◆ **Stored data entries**
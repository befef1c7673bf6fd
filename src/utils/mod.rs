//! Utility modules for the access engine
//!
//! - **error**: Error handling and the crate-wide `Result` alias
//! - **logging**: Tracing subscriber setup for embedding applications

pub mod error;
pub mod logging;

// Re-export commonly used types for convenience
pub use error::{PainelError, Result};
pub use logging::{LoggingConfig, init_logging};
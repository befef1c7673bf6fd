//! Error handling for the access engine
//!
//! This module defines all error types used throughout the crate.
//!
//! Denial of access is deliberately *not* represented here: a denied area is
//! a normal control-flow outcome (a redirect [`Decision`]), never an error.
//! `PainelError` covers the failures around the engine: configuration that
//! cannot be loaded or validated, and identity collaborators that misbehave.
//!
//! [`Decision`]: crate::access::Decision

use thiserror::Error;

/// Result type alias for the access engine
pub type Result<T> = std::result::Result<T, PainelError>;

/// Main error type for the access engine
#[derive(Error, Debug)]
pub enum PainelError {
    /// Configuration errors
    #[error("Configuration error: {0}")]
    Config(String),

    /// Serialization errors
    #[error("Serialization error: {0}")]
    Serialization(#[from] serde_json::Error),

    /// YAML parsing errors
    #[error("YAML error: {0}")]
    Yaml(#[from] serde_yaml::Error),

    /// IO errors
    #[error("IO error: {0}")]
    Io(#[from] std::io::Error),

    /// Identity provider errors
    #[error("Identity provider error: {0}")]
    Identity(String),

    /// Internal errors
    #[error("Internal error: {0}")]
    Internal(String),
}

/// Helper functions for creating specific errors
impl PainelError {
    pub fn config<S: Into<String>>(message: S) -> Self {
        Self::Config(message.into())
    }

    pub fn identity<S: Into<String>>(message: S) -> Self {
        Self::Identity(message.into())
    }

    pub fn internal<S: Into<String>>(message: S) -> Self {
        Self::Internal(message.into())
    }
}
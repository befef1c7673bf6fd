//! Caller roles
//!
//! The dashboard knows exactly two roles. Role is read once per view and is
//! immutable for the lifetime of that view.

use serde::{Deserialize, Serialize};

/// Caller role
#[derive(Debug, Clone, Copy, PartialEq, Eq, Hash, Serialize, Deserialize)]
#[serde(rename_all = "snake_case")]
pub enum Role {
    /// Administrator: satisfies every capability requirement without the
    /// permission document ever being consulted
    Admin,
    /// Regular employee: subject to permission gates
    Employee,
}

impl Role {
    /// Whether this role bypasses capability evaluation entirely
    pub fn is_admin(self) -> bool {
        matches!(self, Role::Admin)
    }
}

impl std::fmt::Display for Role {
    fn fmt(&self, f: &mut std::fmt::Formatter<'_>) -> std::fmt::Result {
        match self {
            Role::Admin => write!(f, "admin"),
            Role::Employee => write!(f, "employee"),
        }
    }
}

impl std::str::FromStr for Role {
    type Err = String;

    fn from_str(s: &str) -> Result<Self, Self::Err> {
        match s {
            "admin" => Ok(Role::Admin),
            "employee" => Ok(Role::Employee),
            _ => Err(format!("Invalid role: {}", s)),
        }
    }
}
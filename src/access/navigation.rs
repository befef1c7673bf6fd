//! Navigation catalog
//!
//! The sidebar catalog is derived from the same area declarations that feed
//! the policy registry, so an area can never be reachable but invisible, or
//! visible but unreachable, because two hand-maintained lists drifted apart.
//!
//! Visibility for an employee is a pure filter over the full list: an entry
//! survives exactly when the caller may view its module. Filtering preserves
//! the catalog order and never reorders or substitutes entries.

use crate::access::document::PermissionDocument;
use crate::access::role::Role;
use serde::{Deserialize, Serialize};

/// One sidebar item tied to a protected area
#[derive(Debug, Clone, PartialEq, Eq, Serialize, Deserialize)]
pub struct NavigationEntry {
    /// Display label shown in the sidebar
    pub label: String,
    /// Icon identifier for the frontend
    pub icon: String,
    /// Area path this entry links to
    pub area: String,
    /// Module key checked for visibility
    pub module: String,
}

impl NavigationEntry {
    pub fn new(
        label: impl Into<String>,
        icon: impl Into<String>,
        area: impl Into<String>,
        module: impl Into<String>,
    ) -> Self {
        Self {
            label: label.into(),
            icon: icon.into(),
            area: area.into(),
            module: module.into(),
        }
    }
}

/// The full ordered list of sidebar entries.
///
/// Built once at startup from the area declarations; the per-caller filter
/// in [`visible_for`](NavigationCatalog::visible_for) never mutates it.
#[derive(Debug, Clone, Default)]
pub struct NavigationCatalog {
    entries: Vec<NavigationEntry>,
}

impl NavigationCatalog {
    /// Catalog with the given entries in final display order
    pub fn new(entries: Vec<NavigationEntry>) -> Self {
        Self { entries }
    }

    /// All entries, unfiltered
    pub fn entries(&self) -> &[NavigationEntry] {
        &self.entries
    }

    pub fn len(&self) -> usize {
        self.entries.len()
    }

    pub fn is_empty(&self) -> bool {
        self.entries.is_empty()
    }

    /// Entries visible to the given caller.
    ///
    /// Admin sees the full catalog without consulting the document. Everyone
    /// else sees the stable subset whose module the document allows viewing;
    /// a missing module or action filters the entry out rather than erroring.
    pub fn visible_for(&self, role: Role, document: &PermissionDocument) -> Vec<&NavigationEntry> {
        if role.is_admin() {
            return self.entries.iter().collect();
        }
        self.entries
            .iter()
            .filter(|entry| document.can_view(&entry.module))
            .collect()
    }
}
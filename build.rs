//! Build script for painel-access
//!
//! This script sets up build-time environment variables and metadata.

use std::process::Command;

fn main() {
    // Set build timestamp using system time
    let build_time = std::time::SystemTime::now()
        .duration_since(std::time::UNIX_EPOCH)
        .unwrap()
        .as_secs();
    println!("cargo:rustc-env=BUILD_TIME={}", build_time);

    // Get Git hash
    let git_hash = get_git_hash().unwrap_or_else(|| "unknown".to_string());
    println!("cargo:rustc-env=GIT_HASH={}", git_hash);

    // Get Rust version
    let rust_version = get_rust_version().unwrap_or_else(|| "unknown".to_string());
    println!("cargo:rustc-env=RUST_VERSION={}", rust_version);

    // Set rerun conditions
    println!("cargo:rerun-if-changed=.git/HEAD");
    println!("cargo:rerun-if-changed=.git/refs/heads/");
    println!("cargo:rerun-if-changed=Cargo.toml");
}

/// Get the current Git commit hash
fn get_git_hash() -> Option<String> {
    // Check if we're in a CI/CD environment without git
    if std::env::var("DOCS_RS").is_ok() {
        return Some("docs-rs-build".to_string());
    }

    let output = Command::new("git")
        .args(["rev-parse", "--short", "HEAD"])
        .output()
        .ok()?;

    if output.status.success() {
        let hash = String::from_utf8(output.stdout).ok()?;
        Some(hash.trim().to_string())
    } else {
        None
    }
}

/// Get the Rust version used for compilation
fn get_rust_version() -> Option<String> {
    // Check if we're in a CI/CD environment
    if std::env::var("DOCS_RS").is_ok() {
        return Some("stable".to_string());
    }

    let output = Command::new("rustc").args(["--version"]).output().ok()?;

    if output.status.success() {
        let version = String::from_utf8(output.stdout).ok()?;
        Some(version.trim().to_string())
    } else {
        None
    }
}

◆ **Activity**
Every line from the data above that contains "NavigationEntry" must appear in the answer.

◆ **Exercise solution**
pub struct NavigationEntry {
impl NavigationEntry {
    entries: Vec<NavigationEntry>,
    pub fn new(entries: Vec<NavigationEntry>) -> Self {
    pub fn entries(&self) -> &[NavigationEntry] {
    pub fn visible_for(&self, role: Role, document: &PermissionDocument) -> Vec<&NavigationEntry> {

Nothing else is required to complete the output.